Collected data:
+ + + +
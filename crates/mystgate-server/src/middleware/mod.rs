//! HTTP middleware.

pub(crate) mod logging;
pub(crate) mod rewrite;
pub(crate) mod security;
//! Mapping between internal paths and the externally-visible URL space.
//!
//! The hosting gateway mounts this service at `<jupyter base>/<path info>/`,
//! e.g. `/user/alice/myst/`, and forwards requests with that prefix removed.
//! Anything that ends up in a browser (builder base URLs, redirects,
//! rewritten navigation links) must put the prefix back.

/// Externally-imposed mount prefix, fixed for the process lifetime.
#[derive(Clone, Debug, PartialEq, Eq)]
pub struct MountContext {
    jupyter_base: Option<String>,
    path_info: String,
}

impl MountContext {
    /// Create a mount context.
    ///
    /// `prefix` is the Jupyter server base (`/user/alice`), or `None` when the
    /// gateway has not told us. A bare `/` is the empty base.
    #[must_use]
    pub fn new(prefix: Option<&str>, path_info: &str) -> Self {
        Self {
            jupyter_base: prefix.map(|p| p.trim_end_matches('/').to_owned()),
            path_info: path_info.trim_matches('/').to_owned(),
        }
    }

    /// Derive the mount context from the gateway's full base URL.
    ///
    /// `/user/alice/myst/` becomes the Jupyter base `/user/alice`. Exactly one
    /// trailing path-info segment is stripped, so a user named after the
    /// segment (`/user/myst/myst/`) keeps their own name.
    #[must_use]
    pub fn from_proxy_base(base_url: &str, path_info: &str) -> Self {
        let path_info = path_info.trim_matches('/');
        let trimmed = base_url.trim_end_matches('/');
        let base = if path_info.is_empty() {
            trimmed
        } else {
            trimmed
                .strip_suffix(path_info)
                .and_then(|rest| rest.strip_suffix('/'))
                .unwrap_or(trimmed)
        };
        Self::new(Some(base), path_info)
    }

    /// Jupyter server base without trailing slash (`""` for the root).
    #[must_use]
    pub fn jupyter_base(&self) -> Option<&str> {
        self.jupyter_base.as_deref()
    }

    /// Path segment the gateway mounts this service under.
    #[must_use]
    pub fn path_info(&self) -> &str {
        &self.path_info
    }

    /// Whether the external prefix is known.
    #[must_use]
    pub fn is_configured(&self) -> bool {
        self.jupyter_base.is_some()
    }

    /// Externally-visible base of this service (`/user/alice/myst`).
    ///
    /// An unknown Jupyter base counts as empty.
    #[must_use]
    pub fn proxy_base(&self) -> String {
        let mut base = self.jupyter_base.clone().unwrap_or_default();
        if !self.path_info.is_empty() {
            base.push('/');
            base.push_str(&self.path_info);
        }
        base
    }

    /// Externally-visible URL of a project, handed to the builder.
    ///
    /// `project_url_path` is `""` for the content root or `/a/b`.
    #[must_use]
    pub fn builder_base_url(&self, project_url_path: &str) -> String {
        let mut url = self.proxy_base();
        url.push_str(project_url_path);
        url
    }
}
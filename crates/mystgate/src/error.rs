//! CLI error types.

use mystgate_config::ConfigError;

/// CLI error type.
#[derive(Debug, thiserror::Error)]
pub(crate) enum CliError {
    #[error("{0}")]
    Config(#[from] ConfigError),

    #[error("{0}")]
    Io(#[from] std::io::Error),

    #[error("{0}")]
    Server(String),
}
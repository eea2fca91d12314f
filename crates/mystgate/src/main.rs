//! mystgate CLI.
//!
//! Provides commands for:
//! - `serve`: Serve a tree of MyST projects, building each on first request

mod commands;
mod error;
mod output;

use clap::{Parser, Subcommand};
use tracing_subscriber::EnvFilter;

use commands::ServeArgs;
use output::Output;

/// Application version from Cargo.toml.
const VERSION: &str = env!("CARGO_PKG_VERSION");

/// mystgate - on-demand build-and-serve proxy for MyST projects.
#[derive(Parser)]
#[command(name = "mystgate", version, about)]
struct Cli {
    #[command(subcommand)]
    command: Commands,
}

#[derive(Subcommand)]
enum Commands {
    /// Serve projects below a content root.
    Serve(ServeArgs),
}

fn main() {
    let cli = Cli::parse();
    let output = Output::new();

    // --verbose enables INFO level, otherwise use RUST_LOG or default to WARN
    let verbose = matches!(&cli.command, Commands::Serve(args) if args.verbose);
    let filter = if verbose {
        EnvFilter::new("info")
    } else {
        EnvFilter::from_default_env()
    };
    tracing_subscriber::fmt().with_env_filter(filter).init();

    let result = match cli.command {
        Commands::Serve(args) => match tokio::runtime::Runtime::new() {
            Ok(rt) => rt.block_on(args.execute(VERSION)),
            Err(e) => Err(e.into()),
        },
    };

    if let Err(err) = result {
        output.error(&format!("Error: {err}"));
        std::process::exit(1);
    }
}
+ + + +
§ **Required action**
The lines above, starting at the one with "pub fn is_configured(&self)" and ending at the one with "for the content", are the only ones to return, exactly as written.

§ **Task output**
    pub fn is_configured(&self) -> bool {
        self.jupyter_base.is_some()
    }

    /// Externally-visible base of this service (`/user/alice/myst`).
    ///
    /// An unknown Jupyter base counts as empty.
    #[must_use]
    pub fn proxy_base(&self) -> String {
        let mut base = self.jupyter_base.clone().unwrap_or_default();
        if !self.path_info.is_empty() {
            base.push('/');
            base.push_str(&self.path_info);
        }
        base
    }

    /// Externally-visible URL of a project, handed to the builder.
    ///
    /// `project_url_path` is `""` for the content root or `/a/b`.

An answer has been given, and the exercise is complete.